Selecting a Troubleshooting Approach
Selecting the most effective troubleshooting approach to solve a network problem allows you to resolve the problem in a quicker, more cost-effective manner. To select an effective troubleshooting approach, you must do the following:
Determine the scope of the problem.
Apply your experience.
Analyze the symptoms.
Determining the scope of the problem means selecting the troubleshooting approach based on the perceived complexity of the problem. A bottom-up approach typically works better for complex problems. A top-down approach is typically best for simpler problems. Using a bottom-up approach for a simple problem might be wasteful and inefficient. Typically when users report symptoms, you should use a top-down approach because of the likelihood that the problem is upper-layer related. If symptoms come from the network (such as through an SNMP trap, error log, or alarm), using a bottom-up approach will likely be more effective.
Applying your experience means that if you have troubleshot a particular problem (or a similar problem) previously, you might know of a way or a shortcut to expedite the troubleshooting process. If you are less experienced, you likely will implement a bottom-up approach regardless of the circumstances. In contrast, if you are skilled at troubleshooting, you might be able to get a head start by beginning at a different layer using the divide-and-conquer approach.
Analyzing the symptoms allows you to have a better chance of solving a problem if you know more about it. At times, you can immediately correct a problem simply by analyzing the symptoms and swiftly recognizing the culprit.
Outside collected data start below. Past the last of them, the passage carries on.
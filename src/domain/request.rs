//! Extraction and coercion of prediction parameters
//!
//! Parameters may arrive in a JSON object body, the query string or a
//! form-encoded body. For each parameter the first source carrying it wins,
//! in that order.

use std::fmt;

use serde::Serialize;
use serde_json::{Map, Value};
use thiserror::Error;

use super::params::{
    FieldKind, ParamSpec, AGE, FARE, NUM_OF_PARENTS_AND_CHILDREN, NUM_OF_SIBLINGS_AND_SPOUSES,
    PORT_OF_EMBARKATION, SEX, TICKET_CLASS,
};

const MISSING_LOCATIONS: &str = "the JSON body or the post body or the query string";

/// Passenger attributes accepted by `POST /predict`.
///
/// Value domains such as `sex` in {0, 1} are documented in the parameter help
/// texts but intentionally not enforced.
#[derive(Debug, Clone, PartialEq, Serialize)]
pub struct PredictionRequest {
    pub ticket_class: i64,
    pub sex: i64,
    pub age: i64,
    pub num_of_siblings_and_spouses: i64,
    pub num_of_parents_and_children: i64,
    pub fare: f64,
    pub port_of_embarkation: i64,
}

#[derive(Debug, Clone, Copy, PartialEq)]
pub enum ParamValue {
    Integer(i64),
    Float(f64),
}

#[derive(Debug, Clone, Copy, PartialEq, Eq, Serialize)]
#[serde(rename_all = "lowercase")]
pub enum Problem {
    Missing,
    Invalid,
}

#[derive(Debug, Clone, PartialEq, Serialize)]
pub struct FieldError {
    #[serde(skip)]
    pub field: &'static str,
    pub problem: Problem,
    pub expected: FieldKind,
    pub message: String,
}

impl FieldError {
    fn missing(spec: &ParamSpec) -> Self {
        Self {
            field: spec.name,
            problem: Problem::Missing,
            expected: spec.kind,
            message: format!(
                "{}: missing required parameter in {MISSING_LOCATIONS}",
                spec.help
            ),
        }
    }

    fn invalid(spec: &ParamSpec, got: impl fmt::Display) -> Self {
        let expected = match spec.kind {
            FieldKind::Integer => "an integer",
            FieldKind::Float => "a float",
        };
        Self {
            field: spec.name,
            problem: Problem::Invalid,
            expected: spec.kind,
            message: format!("{}: expected {expected}, got {got}", spec.help),
        }
    }
}

#[derive(Debug, Clone, PartialEq, Error)]
#[error("input payload validation failed for: {}", field_names(.fields))]
pub struct ValidationError {
    fields: Vec<FieldError>,
}

impl ValidationError {
    pub fn fields(&self) -> &[FieldError] {
        &self.fields
    }
}

fn field_names(fields: &[FieldError]) -> String {
    fields
        .iter()
        .map(|field| field.field)
        .collect::<Vec<_>>()
        .join(", ")
}

#[derive(Debug, Clone, Copy)]
pub enum RawValue<'a> {
    Json(&'a Value),
    Text(&'a str),
}

#[derive(Debug, Default, Clone)]
pub struct ParamSources {
    json: Option<Map<String, Value>>,
    query: Vec<(String, String)>,
    form: Vec<(String, String)>,
}

impl ParamSources {
    pub fn new() -> Self {
        Self::default()
    }

    pub fn with_json(mut self, body: Map<String, Value>) -> Self {
        self.json = Some(body);
        self
    }

    pub fn with_query(mut self, pairs: Vec<(String, String)>) -> Self {
        self.query = pairs;
        self
    }

    pub fn with_form(mut self, pairs: Vec<(String, String)>) -> Self {
        self.form = pairs;
        self
    }

    pub fn lookup(&self, name: &str) -> Option<RawValue<'_>> {
        if let Some(value) = self.json.as_ref().and_then(|body| body.get(name)) {
            return Some(RawValue::Json(value));
        }

        self.query
            .iter()
            .chain(self.form.iter())
            .find(|(key, _)| key == name)
            .map(|(_, value)| RawValue::Text(value.as_str()))
    }
}

pub fn coerce(spec: &ParamSpec, raw: RawValue<'_>) -> Result<ParamValue, FieldError> {
    match raw {
        RawValue::Text(text) => coerce_text(spec, text),
        RawValue::Json(Value::String(text)) => coerce_text(spec, text),
        RawValue::Json(Value::Number(number)) => match spec.kind {
            FieldKind::Integer => {
                if let Some(value) = number.as_i64() {
                    return Ok(ParamValue::Integer(value));
                }
                number
                    .as_f64()
                    .and_then(truncate_to_i64)
                    .map(ParamValue::Integer)
                    .ok_or_else(|| {
                        FieldError::invalid(spec, format!("out of range number {number}"))
                    })
            }
            FieldKind::Float => number
                .as_f64()
                .map(ParamValue::Float)
                .ok_or_else(|| FieldError::invalid(spec, format!("number {number}"))),
        },
        RawValue::Json(other) => Err(FieldError::invalid(spec, json_kind(other))),
    }
}

fn coerce_text(spec: &ParamSpec, text: &str) -> Result<ParamValue, FieldError> {
    let trimmed = text.trim();
    let parsed = match spec.kind {
        FieldKind::Integer => trimmed.parse::<i64>().ok().map(ParamValue::Integer),
        FieldKind::Float => trimmed.parse::<f64>().ok().map(ParamValue::Float),
    };
    parsed.ok_or_else(|| FieldError::invalid(spec, format!("{text:?}")))
}

// Fractional integers are truncated toward zero.
fn truncate_to_i64(value: f64) -> Option<i64> {
    let truncated = value.trunc();
    if truncated.is_finite() && truncated >= i64::MIN as f64 && truncated < i64::MAX as f64 {
        Some(truncated as i64)
    } else {
        None
    }
}

fn json_kind(value: &Value) -> &'static str {
    match value {
        Value::Null => "null",
        Value::Bool(_) => "boolean",
        Value::Number(_) => "number",
        Value::String(_) => "string",
        Value::Array(_) => "array",
        Value::Object(_) => "object",
    }
}

struct FieldCollector<'a> {
    sources: &'a ParamSources,
    errors: Vec<FieldError>,
}

impl<'a> FieldCollector<'a> {
    fn new(sources: &'a ParamSources) -> Self {
        Self {
            sources,
            errors: Vec::new(),
        }
    }

    fn value(&mut self, spec: &ParamSpec) -> Option<ParamValue> {
        let Some(raw) = self.sources.lookup(spec.name) else {
            if spec.required {
                self.errors.push(FieldError::missing(spec));
            }
            return None;
        };

        match coerce(spec, raw) {
            Ok(value) => Some(value),
            Err(error) => {
                self.errors.push(error);
                None
            }
        }
    }

    fn integer(&mut self, spec: &ParamSpec) -> i64 {
        match self.value(spec) {
            Some(ParamValue::Integer(value)) => value,
            _ => 0,
        }
    }

    fn float(&mut self, spec: &ParamSpec) -> f64 {
        match self.value(spec) {
            Some(ParamValue::Float(value)) => value,
            _ => 0.0,
        }
    }

    fn finish<T>(self, value: T) -> Result<T, ValidationError> {
        if self.errors.is_empty() {
            Ok(value)
        } else {
            Err(ValidationError {
                fields: self.errors,
            })
        }
    }
}

impl PredictionRequest {
    /// Coerces every parameter, reporting all offending fields at once.
    pub fn from_sources(sources: &ParamSources) -> Result<Self, ValidationError> {
        let mut collector = FieldCollector::new(sources);
        let request = Self {
            ticket_class: collector.integer(&TICKET_CLASS),
            sex: collector.integer(&SEX),
            age: collector.integer(&AGE),
            num_of_siblings_and_spouses: collector.integer(&NUM_OF_SIBLINGS_AND_SPOUSES),
            num_of_parents_and_children: collector.integer(&NUM_OF_PARENTS_AND_CHILDREN),
            fare: collector.float(&FARE),
            port_of_embarkation: collector.integer(&PORT_OF_EMBARKATION),
        };
        collector.finish(request)
    }
}

#[cfg(test)]
mod tests {
    use serde_json::json;

    use super::*;

    fn json_sources(value: Value) -> ParamSources {
        let Value::Object(body) = value else {
            panic!("test body must be an object");
        };
        ParamSources::new().with_json(body)
    }

    fn pairs(items: &[(&str, &str)]) -> Vec<(String, String)> {
        items
            .iter()
            .map(|(key, value)| (key.to_string(), value.to_string()))
            .collect()
    }

    fn complete_body() -> Value {
        json!({
            "ticket_class": 1,
            "sex": 0,
            "age": 29,
            "num_of_siblings_and_spouses": 0,
            "num_of_parents_and_children": 0,
            "fare": 211.5,
            "port_of_embarkation": 0
        })
    }

    #[test]
    fn parses_complete_json_body() {
        let request = PredictionRequest::from_sources(&json_sources(complete_body()))
            .expect("valid request");
        assert_eq!(
            request,
            PredictionRequest {
                ticket_class: 1,
                sex: 0,
                age: 29,
                num_of_siblings_and_spouses: 0,
                num_of_parents_and_children: 0,
                fare: 211.5,
                port_of_embarkation: 0,
            }
        );
    }

    #[test]
    fn parses_text_values_from_query() {
        let sources = ParamSources::new().with_query(pairs(&[
            ("ticket_class", "3"),
            ("sex", " 1 "),
            ("age", "+40"),
            ("num_of_siblings_and_spouses", "1"),
            ("num_of_parents_and_children", "2"),
            ("fare", "7.25"),
            ("port_of_embarkation", "2"),
        ]));
        let request = PredictionRequest::from_sources(&sources).expect("valid request");
        assert_eq!(request.sex, 1);
        assert_eq!(request.age, 40);
        assert_eq!(request.fare, 7.25);
    }

    #[test]
    fn json_takes_precedence_over_query_and_query_over_form() {
        let sources = json_sources(json!({ "age": 10 }))
            .with_query(pairs(&[("age", "20"), ("fare", "1.5")]))
            .with_form(pairs(&[("age", "30"), ("fare", "2.5"), ("sex", "1")]));

        assert!(matches!(
            sources.lookup("age"),
            Some(RawValue::Json(value)) if value == &json!(10)
        ));
        assert!(matches!(sources.lookup("fare"), Some(RawValue::Text("1.5"))));
        assert!(matches!(sources.lookup("sex"), Some(RawValue::Text("1"))));
        assert!(sources.lookup("ticket_class").is_none());
    }

    #[test]
    fn integer_fields_accept_whole_floats_by_truncation() {
        let value = coerce(&AGE, RawValue::Json(&json!(29.9))).expect("coercible");
        assert_eq!(value, ParamValue::Integer(29));

        let value = coerce(&AGE, RawValue::Json(&json!(-0.5))).expect("coercible");
        assert_eq!(value, ParamValue::Integer(0));
    }

    #[test]
    fn float_fields_accept_integers() {
        let value = coerce(&FARE, RawValue::Json(&json!(80))).expect("coercible");
        assert_eq!(value, ParamValue::Float(80.0));
    }

    #[test]
    fn rejects_non_numeric_text() {
        let error = coerce(&AGE, RawValue::Text("notanumber")).expect_err("not coercible");
        assert_eq!(error.field, "age");
        assert_eq!(error.problem, Problem::Invalid);
        assert_eq!(error.expected, FieldKind::Integer);
        assert!(error.message.contains("\"notanumber\""));
    }

    #[test]
    fn rejects_decimal_text_for_integer_fields() {
        let error = coerce(&TICKET_CLASS, RawValue::Text("1.5")).expect_err("not coercible");
        assert_eq!(error.problem, Problem::Invalid);
    }

    #[test]
    fn rejects_null_boolean_and_containers() {
        for value in [json!(null), json!(true), json!([1]), json!({ "v": 1 })] {
            let error = coerce(&FARE, RawValue::Json(&value)).expect_err("not coercible");
            assert_eq!(error.problem, Problem::Invalid);
            assert_eq!(error.expected, FieldKind::Float);
        }
    }

    #[test]
    fn rejects_out_of_range_integers() {
        let error =
            coerce(&AGE, RawValue::Json(&json!(u64::MAX))).expect_err("not representable");
        assert_eq!(error.problem, Problem::Invalid);
    }

    #[test]
    fn collects_every_offending_field() {
        let mut body = complete_body();
        let object = body.as_object_mut().expect("object body");
        object.remove("fare");
        object.insert("age".to_string(), json!("abc"));

        let error = PredictionRequest::from_sources(&json_sources(body))
            .expect_err("invalid request");
        let fields: Vec<_> = error.fields().iter().map(|field| field.field).collect();
        assert_eq!(fields, vec!["age", "fare"]);
        assert_eq!(error.fields()[1].problem, Problem::Missing);
        assert!(error.fields()[1]
            .message
            .starts_with("Fare: missing required parameter"));
        assert_eq!(
            error.to_string(),
            "input payload validation failed for: age, fare"
        );
    }

    #[test]
    fn empty_sources_report_all_fields_missing() {
        let error =
            PredictionRequest::from_sources(&ParamSources::new()).expect_err("invalid request");
        assert_eq!(error.fields().len(), 7);
        assert!(error
            .fields()
            .iter()
            .all(|field| field.problem == Problem::Missing));
    }
}
use std::{env, net::SocketAddr};

use thiserror::Error;

pub const DEFAULT_BIND_ADDR: &str = "127.0.0.1";
pub const DEFAULT_BIND_PORT: u16 = 5100;

#[derive(Debug, Clone)]
pub struct Config {
    pub bind_addr: String,
    pub bind_port: u16,
}

#[derive(Debug, Error)]
pub enum ConfigError {
    #[error("BIND_PORT must be a valid u16")]
    InvalidPort,
    #[error("invalid bind address or port")]
    InvalidSocket,
}

impl Config {
    pub fn from_env() -> Result<Self, ConfigError> {
        Self::from_lookup(|key| env::var(key).ok())
    }

    /// Builds the config from an arbitrary variable source.
    pub fn from_lookup<F>(lookup: F) -> Result<Self, ConfigError>
    where
        F: Fn(&str) -> Option<String>,
    {
        let bind_addr = lookup("BIND_ADDR")
            .map(|value| value.trim().to_string())
            .filter(|value| !value.is_empty())
            .unwrap_or_else(|| DEFAULT_BIND_ADDR.to_string());
        let bind_port = lookup("BIND_PORT")
            .map(|value| {
                value
                    .trim()
                    .parse::<u16>()
                    .map_err(|_| ConfigError::InvalidPort)
            })
            .transpose()?
            .unwrap_or(DEFAULT_BIND_PORT);

        let config = Self {
            bind_addr,
            bind_port,
        };

        let _ = config.bind_socket()?;
        Ok(config)
    }

    pub fn bind_socket(&self) -> Result<SocketAddr, ConfigError> {
        format!("{}:{}", self.bind_addr, self.bind_port)
            .parse::<SocketAddr>()
            .map_err(|_| ConfigError::InvalidSocket)
    }
}
use serde_json::{json, Value};

use crate::domain::params::PREDICTION_PARAMS;

/// Swagger 2.0 description of the public API, derived from the parameter table.
pub fn swagger_document() -> Value {
    let parameters: Vec<Value> = PREDICTION_PARAMS
        .iter()
        .map(|spec| {
            json!({
                "name": spec.name,
                "in": "query",
                "type": spec.kind.swagger_type(),
                "required": spec.required,
                "description": spec.help,
            })
        })
        .collect();

    json!({
        "swagger": "2.0",
        "basePath": "/",
        "info": {
            "title": env!("CARGO_PKG_NAME"),
            "version": env!("CARGO_PKG_VERSION"),
        },
        "consumes": ["application/json", "application/x-www-form-urlencoded"],
        "produces": ["application/json"],
        "paths": {
            "/predict": {
                "post": {
                    "operationId": "post_prediction_resource",
                    "parameters": parameters,
                    "responses": {
                        "200": {
                            "description": "Success",
                            "schema": {
                                "type": "object",
                                "properties": {
                                    "prediction": { "type": "integer" },
                                    "prediction_probability": { "type": "number" }
                                }
                            }
                        },
                        "400": {
                            "description": "Input payload validation failed"
                        }
                    }
                }
            }
        }
    })
}

#[cfg(test)]
mod tests {
    use super::swagger_document;

    #[test]
    fn lists_every_prediction_parameter() {
        let document = swagger_document();
        let parameters = document["paths"]["/predict"]["post"]["parameters"]
            .as_array()
            .expect("parameters array");

        let names: Vec<&str> = parameters
            .iter()
            .filter_map(|parameter| parameter["name"].as_str())
            .collect();
        assert_eq!(
            names,
            vec![
                "ticket_class",
                "sex",
                "age",
                "num_of_siblings_and_spouses",
                "num_of_parents_and_children",
                "fare",
                "port_of_embarkation",
            ]
        );
        assert!(parameters
            .iter()
            .all(|parameter| parameter["required"] == true));
        assert_eq!(parameters[5]["type"], "number");
        assert_eq!(parameters[0]["type"], "integer");
        assert_eq!(parameters[1]["description"], "Sex: 0 = Man, 1 = Woman");
    }
}
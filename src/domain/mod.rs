//! Passenger parameters, their coercion rules, and the prediction seam
//!
//! Holds everything the prediction endpoint needs independent of the HTTP layer.

pub mod params;
pub mod predictor;
pub mod request;
//! HTTP transport layer
//!
//! Provides the external API routing for `/predict` and the metadata endpoints.

pub mod docs;
pub mod handlers;
//! Page-image encoding for the vision recogniser.
//!
//! Pages are reduced to 8-bit greyscale and PNG-encoded. Lossy formats are
//! not used: thin fraction slashes do not survive JPEG artefacts.

use base64::{engine::general_purpose::STANDARD, Engine as _};
use edgequake_llm::ImageData;
use image::{DynamicImage, ImageFormat};
use std::io::Cursor;
use tracing::debug;

/// Greyscale PNG, base64-wrapped, requested at high detail so small print
/// (fractions, inch marks) survives the provider's tiling.
pub fn encode_page(img: &DynamicImage) -> Result<ImageData, image::ImageError> {
    let grey = DynamicImage::ImageLuma8(img.to_luma8());
    let mut buf = Vec::new();
    grey.write_to(&mut Cursor::new(&mut buf), ImageFormat::Png)?;

    let b64 = STANDARD.encode(&buf);
    debug!(
        "Encoded {}x{} page → {} bytes base64",
        img.width(),
        img.height(),
        b64.len()
    );
    Ok(ImageData::new(b64, "image/png").with_detail("high"))
}

#[cfg(test)]
mod tests {
    use super::*;
    use image::{Rgba, RgbaImage};

    #[test]
    fn encodes_greyscale_png() {
        let img = DynamicImage::ImageRgba8(RgbaImage::from_pixel(12, 8, Rgba([200, 10, 10, 255])));
        let data = encode_page(&img).unwrap();
        assert_eq!(data.mime_type, "image/png");

        let bytes = STANDARD.decode(&data.data).unwrap();
        let decoded = image::load_from_memory_with_format(&bytes, ImageFormat::Png).unwrap();
        assert_eq!((decoded.width(), decoded.height()), (12, 8));
        assert!(matches!(decoded, DynamicImage::ImageLuma8(_)));
    }
}
//! # fabparts-import
//!
//! Recover structured part records from the purchase orders and parts lists
//! a metal-fabrication shop receives: native PDFs, scanned PDFs, plain text
//! and CSV.
//!
//! Every record carries a confidence tag and its source text. The output is
//! meant for a human review step, never for direct commit, so a poor document
//! degrades to fewer or lower-confidence records instead of an error.
//!
//! ## Pipeline Overview
//!
//! ```text
//! file
//!  │
//!  ├─ 1. Input     .pdf / .txt / .text / .csv, from bytes, path or URL
//!  ├─ 2. Extract   PDF text layer → reading-order lines (pdfium)
//!  │               too sparse? rasterise + OCR every page (vision LLM)
//!  ├─ 3. Parse     purchase-order blocks → single-line specs → tabular BOM
//!  │               first strategy with output wins
//!  └─ 4. Build     normalise dimensions and grades, assign confidence
//! ```
//!
//! ## Quick Start
//!
//! ```rust,no_run
//! use fabparts_import::{import_input, ImportConfig};
//!
//! #[tokio::main]
//! async fn main() -> Result<(), Box<dyn std::error::Error>> {
//!     let config = ImportConfig::default();
//!     let output = import_input("PO-4411.pdf", &config).await?;
//!     for record in &output.records {
//!         println!("{} x {:?} {} ({:?})",
//!             record.quantity, record.part_type, record.thickness, record.confidence);
//!     }
//!     Ok(())
//! }
//! ```
//!
//! Parsing alone needs no runtime:
//!
//! ```rust
//! let records = fabparts_import::parse_text("1 PCS 1/2\" A36 34.75 X 227.77\"");
//! assert_eq!(records[0].quantity, 1);
//! ```
//!
//! ## Feature Flags
//!
//! | Feature | Default | Description |
//! |---------|---------|-------------|
//! | `cli`   | on      | Enables the `parts-import` binary (clap + anyhow + indicatif + tracing-subscriber) |
//!
//! Disable `cli` when using only the library:
//! ```toml
//! fabparts-import = { version = "0.1", default-features = false }
//! ```

// ── Modules ──────────────────────────────────────────────────────────────

pub mod config;
pub mod error;
pub mod import;
pub mod normalize;
pub mod parser;
pub mod pipeline;
pub mod progress;
pub mod prompts;
pub mod record;

// ── Re-exports ───────────────────────────────────────────────────────────

pub use config::{ImportConfig, ImportConfigBuilder, LayoutTolerances};
pub use error::{ImportError, PageError};
pub use import::{extract, import_file, import_input, import_sync, ExtractionReport, ImportOutput};
pub use parser::{parse, parse_text, parse_with_strategy, ParseOutcome, Strategy};
pub use pipeline::document::{DocumentBackend, PdfiumBackend};
pub use pipeline::extract::{Extraction, ExtractionMethod, PAGE_BREAK_MARKER};
pub use pipeline::input::{FileKind, ImportFile};
pub use pipeline::layout::TextToken;
pub use pipeline::ocr::{PageRecognizer, VisionRecognizer};
pub use progress::{ExtractionPhase, ImportProgressCallback, NoopProgressCallback, ProgressCallback};
pub use record::{
    Confidence, MeasurePoint, MeasureType, ParsedPartRecord, PartType, RawLine, RollSpec, RollType,
};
To make an example for the topic of selecting a troubleshooting approach, assume that you have identified two IP routers in your network that have connectivity but are not exchanging routing information. Before you attempt to solve the problem, select a troubleshooting approach. You have seen similar symptoms previously, which point to a likely protocol issue. Because connectivity exists between the routers, you know that it is not likely a problem at the physical or data link layers. Based on this knowledge and your past experience, you decide to use the divide-and-conquer approach, and you begin testing the TCP/IP-related functions at the network layer. Having chosen to start at the network layer, you decide to ping one router from the router on the other side. If the ping is fully successful, then the problem could be due to restrictive access lists or mismatched settings between the routing protocols at the opposite ends. Therefore, it is apparent that with the divide-and-conquer approach and utilizing your experience, you have arrived near the problem (and hopefully its solution) quickly. Now, again using your knowledge and expertise, you can analyze the symptoms and hopefully identify the culprit.